Recordo este ponto para mais uma vez assinalar que, para o negociador brasileiro, fosse ele Diplomata ou não, havia ainda no ar uma certa zona de turbulência em céu azul, forma, como se sabe, muito temida pelos pilotos.

Quem melhor explorava esta atmosfera de transição em que a distensão no Brasil coincidia com as reviravoltas totalitárias no Chile e na Argentina, para ficar na América do Sul, sem aprofundar o que se passava na África, sobretudo nas ex-colônias de Portugal e na Ásia, com a guerra do Vietnam, era os Estados Unidos da América.
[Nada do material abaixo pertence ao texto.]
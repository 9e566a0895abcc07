//! Layout planning for booklet ordering
//!
//! This module handles everything between the configuration and the
//! composer:
//! - Face grid dimensions
//! - Sheet/signature capacity and blank padding
//! - Splitting the padded page list into signatures

mod grid;
mod padding;
mod signature;
mod types;

pub use grid::*;
pub use padding::*;
pub use signature::*;
pub use types::*;
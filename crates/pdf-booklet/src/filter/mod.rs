//! Named stream filters
//!
//! Byte-buffer-in, byte-buffer-out compression used by the surrounding
//! document toolkit. A filter is selected by its PDF name and configured from
//! an integer parameter map (the stream's `DecodeParms`).

mod flate;
mod lzw;

pub use flate::{decode_flate, encode_flate};
pub use lzw::{decode_lzw, encode_lzw};

use crate::constants::{DEFAULT_EARLY_CHANGE, EARLY_CHANGE_PARAM, FLATE_FILTER, LZW_FILTER};
use crate::types::*;
use std::collections::HashMap;

/// Integer filter parameters keyed by PDF name (e.g. `EarlyChange`)
pub type FilterParams = HashMap<String, i64>;

/// A configured stream filter
#[derive(Debug, Clone, Copy, PartialEq, Eq)]
pub enum Filter {
    /// LZWDecode; `early_change` widens codes one entry early
    Lzw { early_change: bool },
    /// FlateDecode (zlib)
    Flate,
}

impl Filter {
    /// Select and configure a filter by name
    pub fn from_name(name: &str, params: &FilterParams) -> Result<Self> {
        match name {
            LZW_FILTER => {
                reject_predictor(name, params)?;
                let early_change = match params
                    .get(EARLY_CHANGE_PARAM)
                    .copied()
                    .unwrap_or(DEFAULT_EARLY_CHANGE)
                {
                    0 => false,
                    1 => true,
                    other => {
                        return Err(BookletError::Filter(format!(
                            "{EARLY_CHANGE_PARAM} must be 0 or 1, got {other}"
                        )));
                    }
                };
                Ok(Filter::Lzw { early_change })
            }
            FLATE_FILTER => {
                reject_predictor(name, params)?;
                Ok(Filter::Flate)
            }
            _ => Err(BookletError::UnsupportedFilter(name.to_string())),
        }
    }

    pub fn name(&self) -> &'static str {
        match self {
            Filter::Lzw { .. } => LZW_FILTER,
            Filter::Flate => FLATE_FILTER,
        }
    }

    pub fn encode(&self, data: &[u8]) -> Result<Vec<u8>> {
        match *self {
            Filter::Lzw { early_change } => encode_lzw(data, early_change),
            Filter::Flate => encode_flate(data),
        }
    }

    pub fn decode(&self, data: &[u8]) -> Result<Vec<u8>> {
        match *self {
            Filter::Lzw { early_change } => decode_lzw(data, early_change),
            Filter::Flate => decode_flate(data),
        }
    }
}

/// Encode `data` with the named filter
pub fn encode(name: &str, params: &FilterParams, data: &[u8]) -> Result<Vec<u8>> {
    Filter::from_name(name, params)?.encode(data)
}

/// Decode `data` with the named filter
pub fn decode(name: &str, params: &FilterParams, data: &[u8]) -> Result<Vec<u8>> {
    Filter::from_name(name, params)?.decode(data)
}

// Predictors post-process image rows; none are implemented here.
fn reject_predictor(name: &str, params: &FilterParams) -> Result<()> {
    match params.get("Predictor") {
        Some(&predictor) if predictor > 1 => Err(BookletError::Filter(format!(
            "{name}: predictor {predictor} is not supported"
        ))),
        _ => Ok(()),
    }
}

#[cfg(test)]
mod tests {
    use super::*;

    fn params(entries: &[(&str, i64)]) -> FilterParams {
        entries
            .iter()
            .map(|&(key, value)| (key.to_string(), value))
            .collect()
    }

    #[test]
    fn test_early_change_defaults_to_enabled() {
        let filter = Filter::from_name("LZWDecode", &FilterParams::new()).unwrap();
        assert_eq!(filter, Filter::Lzw { early_change: true });
    }

    #[test]
    fn test_early_change_disabled() {
        let filter = Filter::from_name("LZWDecode", &params(&[("EarlyChange", 0)])).unwrap();
        assert_eq!(filter, Filter::Lzw { early_change: false });
    }

    #[test]
    fn test_early_change_out_of_range() {
        let err = Filter::from_name("LZWDecode", &params(&[("EarlyChange", 2)])).unwrap_err();
        assert!(matches!(err, BookletError::Filter(_)));
    }

    #[test]
    fn test_unknown_filter() {
        let err = Filter::from_name("DCTDecode", &FilterParams::new()).unwrap_err();
        assert!(matches!(err, BookletError::UnsupportedFilter(name) if name == "DCTDecode"));
    }

    #[test]
    fn test_predictor_rejected() {
        let err = Filter::from_name("FlateDecode", &params(&[("Predictor", 12)])).unwrap_err();
        assert!(err.to_string().contains("predictor 12"));
        assert!(Filter::from_name("FlateDecode", &params(&[("Predictor", 1)])).is_ok());
    }

    #[test]
    fn test_named_round_trip() {
        let data = b"the quick brown fox jumps over the lazy dog, the quick brown fox";
        for name in ["LZWDecode", "FlateDecode"] {
            let encoded = encode(name, &FilterParams::new(), data).unwrap();
            let decoded = decode(name, &FilterParams::new(), &encoded).unwrap();
            assert_eq!(decoded, data, "{name}");
        }
    }
}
Em grande parte preocupado com os movimentos dos países produtores de petróleo, ao criarem a OPEP - que inicialmente levou a uma alta expressiva do preço do barril, em contrapartida à desvalorização do dólar pelo Federal Reserve americano - os Estados Unidos da America intensificaram seus movimentos contra a criação de uma Nova Ordem Econômica Internacional, que, embora aprovada pela Assembleia Geral das Nações Unidas, era escoimada como de natureza socialista ou pelo menos anti-capitalista.

Embora a diplomacia americana de Reagan tivesse uma excelente estratégia mercadológica - a começar pela própria figura aparentemente “boa-praça” do presidente, sua embaixadora na ONU, Jeanne Kirkpatrick, não escondia sua estreita aderência a uma diplomacia do poder a fazer do destino manifesto uma sustentação ideológica.
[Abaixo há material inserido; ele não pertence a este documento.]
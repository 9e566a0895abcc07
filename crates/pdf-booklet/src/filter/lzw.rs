//! LZWDecode filter

use crate::constants::LZW_LITERAL_BITS;
use crate::types::*;
use weezl::BitOrder;
use weezl::decode::Decoder;
use weezl::encode::Encoder;

/// Decode LZW data (MSB-first, 8-bit literals).
///
/// With `early_change` the code width grows one code before the table fills,
/// which is the PDF default.
pub fn decode_lzw(data: &[u8], early_change: bool) -> Result<Vec<u8>> {
    log::debug!("LZW decode begin: {} bytes in", data.len());

    let mut decoder = if early_change {
        Decoder::with_tiff_size_switch(BitOrder::Msb, LZW_LITERAL_BITS)
    } else {
        Decoder::new(BitOrder::Msb, LZW_LITERAL_BITS)
    };
    let decoded = decoder
        .decode(data)
        .map_err(|e| BookletError::Filter(format!("LZWDecode failed: {e:?}")))?;

    log::debug!("LZW decode end: {} bytes out", decoded.len());
    Ok(decoded)
}

/// Encode data with LZW, matching [`decode_lzw`]'s code-width behaviour
pub fn encode_lzw(data: &[u8], early_change: bool) -> Result<Vec<u8>> {
    log::debug!("LZW encode begin: {} bytes in", data.len());

    let mut encoder = if early_change {
        Encoder::with_tiff_size_switch(BitOrder::Msb, LZW_LITERAL_BITS)
    } else {
        Encoder::new(BitOrder::Msb, LZW_LITERAL_BITS)
    };
    let encoded = encoder
        .encode(data)
        .map_err(|e| BookletError::Filter(format!("LZW encode failed: {e:?}")))?;

    log::debug!("LZW encode end: {} bytes out", encoded.len());
    Ok(encoded)
}

#[cfg(test)]
mod tests {
    use super::*;

    // Example stream from the PDF reference: codes 256 45 258 258 65 259 66 257
    const REFERENCE_STREAM: [u8; 9] = [0x80, 0x0B, 0x60, 0x50, 0x22, 0x0C, 0x0C, 0x85, 0x01];

    #[test]
    fn test_decode_reference_stream() {
        let decoded = decode_lzw(&REFERENCE_STREAM, true).unwrap();
        assert_eq!(decoded, b"-----A---B");
    }

    #[test]
    fn test_decode_reference_stream_without_early_change() {
        // The table never reaches a width switch, so both settings agree
        let decoded = decode_lzw(&REFERENCE_STREAM, false).unwrap();
        assert_eq!(decoded, b"-----A---B");
    }

    #[test]
    fn test_round_trip_past_code_width_switch() {
        // Enough distinct sequences to grow codes beyond 9 bits
        let data: Vec<u8> = (0..20_000u32).map(|i| (i * 7 % 251) as u8 ^ (i / 13) as u8).collect();
        for early_change in [true, false] {
            let encoded = encode_lzw(&data, early_change).unwrap();
            assert_eq!(decode_lzw(&encoded, early_change).unwrap(), data);
        }
    }

    #[test]
    fn test_empty_data() {
        let encoded = encode_lzw(&[], true).unwrap();
        assert!(decode_lzw(&encoded, true).unwrap().is_empty());
    }
}
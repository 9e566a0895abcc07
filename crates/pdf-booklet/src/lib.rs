mod config;
pub mod constants;
pub mod filter;
pub mod impose;
pub mod layout;
mod stats;
mod types;

pub use config::{ImpositionConfig, resolve};
pub use impose::{
    assemble, compose, faces, impose, load_page_numbers, load_pdf, page_numbers, page_order,
};
pub use layout::{GridPosition, PageSlot, SheetSide, Signature, SlotSource};
pub use stats::calculate_statistics;
pub use types::*;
É nesta fase que a diplomacia americana inicia, com a participação privilegiada do Reino Unido, uma sistemática oposição à UNCTAD (Conferência das Nações Unidas sobre Comércio e Desenvolvimento). A UNCTAD auxiliava, com seus estudos, as negociações dos países em desenvolvimento, na tentativa de obter melhores preços em seus produtos de exportação, além de identificar os principais obstáculos à aquisição de tecnologia indispensável ao desenvolvimento.

Dois elementos centrais surgiam nessas negociações. O primeiro deles, defendido pelos países desenvolvidos, decretava que o desenvolvimento econômico seria tão mais rápido e profundo quanto maior fosse a liberdade para a atuação das grandes empresas multinacionais.

“Indevidas” restrições impostas, na remessa de lucros e eventuais controles governamentais, inclusive os vinculados à proteção da concorrência e às leis anti-monopólios nos países hospedeiros das transnacionais deveriam ser suprimidos.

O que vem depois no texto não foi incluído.